[ExI] Evolving conservatism

Eric Messick eric at m056832107.syzygy.com
Sat Jan 11 18:29:54 UTC 2014


Rafal writes:
>### Wait, anthropogenic climate change killing humanity through an ice age,
>not through global warming? Did I understand you correctly?

Not quite.  Let me try again.

Keith was lamenting the lack of support for space based solar power.

He was looking for an explanation of the hostility he sometimes sees
to what looks to me like an obviously good idea.  How, he asks, did we
evolve into creatures with such reactions?

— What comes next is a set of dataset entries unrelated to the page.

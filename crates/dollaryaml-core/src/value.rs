//! Profile value types
//!
//! Represents a parsed profile before resolution.
//! Values can be scalars (string, int, float, bool, null),
//! sequences (arrays), or mappings (objects).

use indexmap::IndexMap;
use serde::Serialize;

use crate::error::{Error, Result};

/// A profile value that may contain unresolved `${NAME:default}` tokens
#[derive(Debug, Clone, PartialEq, Serialize, Default)]
#[serde(untagged)]
pub enum Value {
    /// Null value (`key:` with nothing after it)
    #[default]
    Null,
    /// Boolean value
    Bool(bool),
    /// Integer value
    Integer(i64),
    /// Non-negative integer too large for `i64`
    Unsigned(u64),
    /// Floating point value
    Float(f64),
    /// String value (may be an interpolation token like ${DB_HOST:localhost})
    String(String),
    /// Sequence of values
    Sequence(Vec<Value>),
    /// Mapping of string keys to values
    Mapping(IndexMap<String, Value>),
}

impl Value {
    /// An empty mapping, the shape of a freshly constructed profile
    pub fn empty_mapping() -> Self {
        Value::Mapping(IndexMap::new())
    }

    /// Check if this value is null
    pub fn is_null(&self) -> bool {
        matches!(self, Value::Null)
    }

    /// Check if this value is a mapping
    pub fn is_mapping(&self) -> bool {
        matches!(self, Value::Mapping(_))
    }

    /// Check if this value is a mapping or a sequence
    pub fn is_container(&self) -> bool {
        matches!(self, Value::Mapping(_) | Value::Sequence(_))
    }

    /// Get as boolean if this is a Bool
    pub fn as_bool(&self) -> Option<bool> {
        match self {
            Value::Bool(b) => Some(*b),
            _ => None,
        }
    }

    /// Get as i64 if this is an Integer
    pub fn as_i64(&self) -> Option<i64> {
        match self {
            Value::Integer(i) => Some(*i),
            _ => None,
        }
    }

    /// Get as u64 if this is a non-negative integer
    pub fn as_u64(&self) -> Option<u64> {
        match self {
            Value::Integer(i) => u64::try_from(*i).ok(),
            Value::Unsigned(u) => Some(*u),
            _ => None,
        }
    }

    /// Get as f64 if this is a Float or Integer
    pub fn as_f64(&self) -> Option<f64> {
        match self {
            Value::Float(f) => Some(*f),
            Value::Integer(i) => Some(*i as f64),
            Value::Unsigned(u) => Some(*u as f64),
            _ => None,
        }
    }

    /// Get as str if this is a String
    pub fn as_str(&self) -> Option<&str> {
        match self {
            Value::String(s) => Some(s),
            _ => None,
        }
    }

    /// Get as slice if this is a Sequence
    pub fn as_sequence(&self) -> Option<&[Value]> {
        match self {
            Value::Sequence(s) => Some(s),
            _ => None,
        }
    }

    /// Get as mapping if this is a Mapping
    pub fn as_mapping(&self) -> Option<&IndexMap<String, Value>> {
        match self {
            Value::Mapping(m) => Some(m),
            _ => None,
        }
    }

    /// Returns the type name of this value
    pub fn type_name(&self) -> &'static str {
        match self {
            Value::Null => "null",
            Value::Bool(_) => "boolean",
            Value::Integer(_) | Value::Unsigned(_) => "integer",
            Value::Float(_) => "float",
            Value::String(_) => "string",
            Value::Sequence(_) => "sequence",
            Value::Mapping(_) => "mapping",
        }
    }

    /// Canonical string form of a scalar, without interpolation.
    ///
    /// Integers print in plain decimal and floats in their shortest round-trip
    /// form, switching to exponent notation for very large or very small
    /// magnitudes. Booleans print as `true`/`false` and null as the empty string.
    /// Containers have no scalar form and return `None`.
    pub fn to_scalar_string(&self) -> Option<String> {
        match self {
            Value::Null => Some(String::new()),
            Value::Bool(b) => Some(b.to_string()),
            Value::Integer(i) => Some(i.to_string()),
            Value::Unsigned(u) => Some(u.to_string()),
            Value::Float(f) => Some(format_float(*f)),
            Value::String(s) => Some(s.clone()),
            Value::Sequence(_) | Value::Mapping(_) => None,
        }
    }

    /// Convert a parsed YAML document into a profile tree.
    ///
    /// Mapping keys that YAML typed as numbers or booleans are kept under
    /// their textual form. Tags are dropped in favour of the tagged value.
    pub fn from_yaml(yaml: serde_yaml::Value) -> Result<Self> {
        Ok(match yaml {
            serde_yaml::Value::Null => Value::Null,
            serde_yaml::Value::Bool(b) => Value::Bool(b),
            serde_yaml::Value::Number(n) => {
                if let Some(i) = n.as_i64() {
                    Value::Integer(i)
                } else if let Some(u) = n.as_u64() {
                    Value::Unsigned(u)
                } else {
                    Value::Float(n.as_f64().unwrap_or(f64::NAN))
                }
            }
            serde_yaml::Value::String(s) => Value::String(s),
            serde_yaml::Value::Sequence(seq) => Value::Sequence(
                seq.into_iter()
                    .map(Value::from_yaml)
                    .collect::<Result<Vec<_>>>()?,
            ),
            serde_yaml::Value::Mapping(map) => {
                let mut out = IndexMap::with_capacity(map.len());
                for (key, value) in map {
                    out.insert(mapping_key(key)?, Value::from_yaml(value)?);
                }
                Value::Mapping(out)
            }
            serde_yaml::Value::Tagged(tagged) => Value::from_yaml(tagged.value)?,
        })
    }
}

// Decimal exponent bounds outside which floats print in scientific notation
const FLOAT_EXP_MAX: f64 = 1e21;
const FLOAT_EXP_MIN: f64 = 1e-7;

fn format_float(f: f64) -> String {
    let magnitude = f.abs();
    let extreme = magnitude != 0.0 && !(FLOAT_EXP_MIN..FLOAT_EXP_MAX).contains(&magnitude);
    if magnitude.is_finite() && extreme {
        format!("{:e}", f)
    } else {
        f.to_string()
    }
}

fn mapping_key(key: serde_yaml::Value) -> Result<String> {
    match key {
        serde_yaml::Value::String(s) => Ok(s),
        serde_yaml::Value::Number(n) => Ok(n.to_string()),
        serde_yaml::Value::Bool(b) => Ok(b.to_string()),
        other => Err(Error::parse(format!(
            "Unsupported mapping key: {:?}",
            other
        ))),
    }
}

// Convenient From implementations
impl From<bool> for Value {
    fn from(b: bool) -> Self {
        Value::Bool(b)
    }
}

impl From<i64> for Value {
    fn from(i: i64) -> Self {
        Value::Integer(i)
    }
}

impl From<u64> for Value {
    fn from(u: u64) -> Self {
        i64::try_from(u).map_or(Value::Unsigned(u), Value::Integer)
    }
}

impl From<i32> for Value {
    fn from(i: i32) -> Self {
        Value::Integer(i as i64)
    }
}

impl From<f64> for Value {
    fn from(f: f64) -> Self {
        Value::Float(f)
    }
}

impl From<String> for Value {
    fn from(s: String) -> Self {
        Value::String(s)
    }
}

impl From<&str> for Value {
    fn from(s: &str) -> Self {
        Value::String(s.to_string())
    }
}

impl<T: Into<Value>> From<Vec<T>> for Value {
    fn from(v: Vec<T>) -> Self {
        Value::Sequence(v.into_iter().map(Into::into).collect())
    }
}

impl From<IndexMap<String, Value>> for Value {
    fn from(m: IndexMap<String, Value>) -> Self {
        Value::Mapping(m)
    }
}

Rejecting potential solutions to problems which threaten your genes
does not seem like a good survival strategy.

There has been selection pressure in the other direction.  Being
conservative about accepting new ideas is adaptive because many new
ideas are worse than the old way of doing things, which has worked for
generations.

Past ice ages may have altered the balance.  If the stresses they
cause on populations are enough that the old ways no longer work, then
people who cling too tightly to the old ways will die out, and less
conservative people will be selected for.

We have constructed a world where everything changes much faster.
Being conservative in such an environment is less adaptive.
Conservative pressures not to develop new power sources may result in
a tragic die off. It may not be just the conservatives dying, though.

Perhaps such a die off would be analogous to what happened in past ice
ages.  Perhaps a slightly less conservative species will emerge.  In
any case, it would be an awfully high price to pay.

Is there a better way to get people to accept change?